Assignment> Show all lines of the entries in which the word "target" is found.

Stored dataset items:

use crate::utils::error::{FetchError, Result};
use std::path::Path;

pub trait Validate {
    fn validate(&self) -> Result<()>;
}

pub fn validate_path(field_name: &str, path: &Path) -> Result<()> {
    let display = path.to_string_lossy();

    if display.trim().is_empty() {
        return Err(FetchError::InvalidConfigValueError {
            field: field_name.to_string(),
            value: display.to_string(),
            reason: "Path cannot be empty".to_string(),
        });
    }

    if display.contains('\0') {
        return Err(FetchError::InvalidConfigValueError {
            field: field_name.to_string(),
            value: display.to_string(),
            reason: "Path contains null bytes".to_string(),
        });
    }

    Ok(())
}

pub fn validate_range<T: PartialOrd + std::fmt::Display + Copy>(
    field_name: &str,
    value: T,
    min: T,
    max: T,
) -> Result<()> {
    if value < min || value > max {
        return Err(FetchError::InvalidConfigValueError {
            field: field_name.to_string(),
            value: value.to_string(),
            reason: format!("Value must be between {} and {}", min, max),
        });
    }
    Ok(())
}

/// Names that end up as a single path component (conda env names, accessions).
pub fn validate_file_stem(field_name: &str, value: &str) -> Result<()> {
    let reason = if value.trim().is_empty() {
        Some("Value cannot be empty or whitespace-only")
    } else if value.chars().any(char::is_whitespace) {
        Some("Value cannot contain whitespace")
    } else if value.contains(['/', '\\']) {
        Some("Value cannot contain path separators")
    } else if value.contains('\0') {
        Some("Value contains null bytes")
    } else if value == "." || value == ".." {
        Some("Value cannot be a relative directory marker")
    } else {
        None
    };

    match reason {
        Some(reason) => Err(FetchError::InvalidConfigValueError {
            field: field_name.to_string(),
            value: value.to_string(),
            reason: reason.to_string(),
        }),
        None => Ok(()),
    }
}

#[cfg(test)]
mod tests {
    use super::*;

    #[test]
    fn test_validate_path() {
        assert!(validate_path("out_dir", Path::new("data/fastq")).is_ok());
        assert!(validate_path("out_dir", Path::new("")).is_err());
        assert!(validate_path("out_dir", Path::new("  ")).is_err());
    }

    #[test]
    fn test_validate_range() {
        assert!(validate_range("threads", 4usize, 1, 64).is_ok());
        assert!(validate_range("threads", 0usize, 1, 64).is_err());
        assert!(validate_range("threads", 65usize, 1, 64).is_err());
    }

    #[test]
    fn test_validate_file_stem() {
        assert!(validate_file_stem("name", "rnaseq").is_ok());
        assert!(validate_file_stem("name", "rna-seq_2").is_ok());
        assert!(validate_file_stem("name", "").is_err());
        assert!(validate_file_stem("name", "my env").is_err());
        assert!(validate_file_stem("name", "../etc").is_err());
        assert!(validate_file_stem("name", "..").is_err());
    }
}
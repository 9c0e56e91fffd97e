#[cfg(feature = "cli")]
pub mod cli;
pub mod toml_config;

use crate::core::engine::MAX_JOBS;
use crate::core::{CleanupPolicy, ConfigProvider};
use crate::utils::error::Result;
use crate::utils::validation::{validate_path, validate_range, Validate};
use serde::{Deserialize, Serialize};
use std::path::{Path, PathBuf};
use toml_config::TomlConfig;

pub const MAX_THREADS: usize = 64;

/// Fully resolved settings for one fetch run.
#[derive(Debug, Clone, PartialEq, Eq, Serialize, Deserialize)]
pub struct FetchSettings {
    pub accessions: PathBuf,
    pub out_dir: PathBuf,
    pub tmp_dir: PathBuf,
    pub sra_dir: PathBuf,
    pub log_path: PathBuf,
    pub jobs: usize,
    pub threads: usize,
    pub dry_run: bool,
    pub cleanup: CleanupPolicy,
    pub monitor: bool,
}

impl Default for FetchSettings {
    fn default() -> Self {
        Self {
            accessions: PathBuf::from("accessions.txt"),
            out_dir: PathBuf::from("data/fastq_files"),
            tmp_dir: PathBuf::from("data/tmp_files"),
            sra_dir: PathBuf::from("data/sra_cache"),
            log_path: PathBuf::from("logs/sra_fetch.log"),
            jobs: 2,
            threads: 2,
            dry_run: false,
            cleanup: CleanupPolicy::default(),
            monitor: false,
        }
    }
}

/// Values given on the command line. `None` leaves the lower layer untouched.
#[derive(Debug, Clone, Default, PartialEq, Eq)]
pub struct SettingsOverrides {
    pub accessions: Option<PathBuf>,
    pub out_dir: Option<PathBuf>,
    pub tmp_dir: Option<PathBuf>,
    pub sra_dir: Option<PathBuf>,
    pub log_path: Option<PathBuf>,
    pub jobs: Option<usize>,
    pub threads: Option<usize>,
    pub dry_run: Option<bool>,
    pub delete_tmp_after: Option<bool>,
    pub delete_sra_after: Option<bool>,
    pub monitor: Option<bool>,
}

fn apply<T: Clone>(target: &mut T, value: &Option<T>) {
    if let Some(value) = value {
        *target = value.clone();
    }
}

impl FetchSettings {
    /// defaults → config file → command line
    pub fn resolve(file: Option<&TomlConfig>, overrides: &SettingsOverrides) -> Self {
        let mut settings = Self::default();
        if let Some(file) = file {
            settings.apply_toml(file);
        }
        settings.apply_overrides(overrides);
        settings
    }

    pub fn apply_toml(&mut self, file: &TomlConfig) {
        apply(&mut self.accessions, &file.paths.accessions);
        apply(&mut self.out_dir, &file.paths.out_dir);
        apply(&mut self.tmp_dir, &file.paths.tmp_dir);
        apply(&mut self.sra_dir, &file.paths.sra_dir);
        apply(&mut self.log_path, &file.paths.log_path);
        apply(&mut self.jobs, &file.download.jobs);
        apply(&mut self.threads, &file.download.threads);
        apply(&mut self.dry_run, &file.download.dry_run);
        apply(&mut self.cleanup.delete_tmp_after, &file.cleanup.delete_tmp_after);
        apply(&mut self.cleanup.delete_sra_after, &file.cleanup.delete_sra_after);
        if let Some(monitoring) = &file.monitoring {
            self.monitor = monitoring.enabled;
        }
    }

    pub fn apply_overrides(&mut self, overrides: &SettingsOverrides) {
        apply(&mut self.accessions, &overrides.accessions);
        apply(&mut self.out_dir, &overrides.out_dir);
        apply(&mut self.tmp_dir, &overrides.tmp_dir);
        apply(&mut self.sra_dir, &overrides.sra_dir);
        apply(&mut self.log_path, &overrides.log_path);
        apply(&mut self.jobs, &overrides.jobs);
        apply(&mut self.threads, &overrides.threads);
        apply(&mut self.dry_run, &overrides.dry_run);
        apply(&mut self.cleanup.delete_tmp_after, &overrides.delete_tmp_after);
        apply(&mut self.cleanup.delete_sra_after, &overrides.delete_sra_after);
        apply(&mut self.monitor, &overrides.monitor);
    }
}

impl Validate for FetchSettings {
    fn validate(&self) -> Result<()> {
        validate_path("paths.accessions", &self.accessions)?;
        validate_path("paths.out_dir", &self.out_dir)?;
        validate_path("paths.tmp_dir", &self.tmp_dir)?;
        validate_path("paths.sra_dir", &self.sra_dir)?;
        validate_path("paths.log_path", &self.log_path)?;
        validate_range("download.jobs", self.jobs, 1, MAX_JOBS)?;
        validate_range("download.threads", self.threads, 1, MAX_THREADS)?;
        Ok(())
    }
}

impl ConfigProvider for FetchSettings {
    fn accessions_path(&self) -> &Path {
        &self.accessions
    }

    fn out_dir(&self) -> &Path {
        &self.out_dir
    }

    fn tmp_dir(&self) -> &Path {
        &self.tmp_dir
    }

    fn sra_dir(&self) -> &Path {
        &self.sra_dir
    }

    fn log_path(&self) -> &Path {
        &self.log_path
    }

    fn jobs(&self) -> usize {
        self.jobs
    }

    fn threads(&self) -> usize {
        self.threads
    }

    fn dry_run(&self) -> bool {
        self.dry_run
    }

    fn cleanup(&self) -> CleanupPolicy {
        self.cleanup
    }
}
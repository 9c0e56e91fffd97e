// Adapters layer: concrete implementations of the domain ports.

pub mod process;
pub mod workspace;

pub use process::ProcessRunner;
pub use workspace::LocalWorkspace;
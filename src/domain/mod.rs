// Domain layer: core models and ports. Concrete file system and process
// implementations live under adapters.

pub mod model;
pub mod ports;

Exercise answer>
fn apply<T: Clone>(target: &mut T, value: &Option<T>) {
        *target = value.clone();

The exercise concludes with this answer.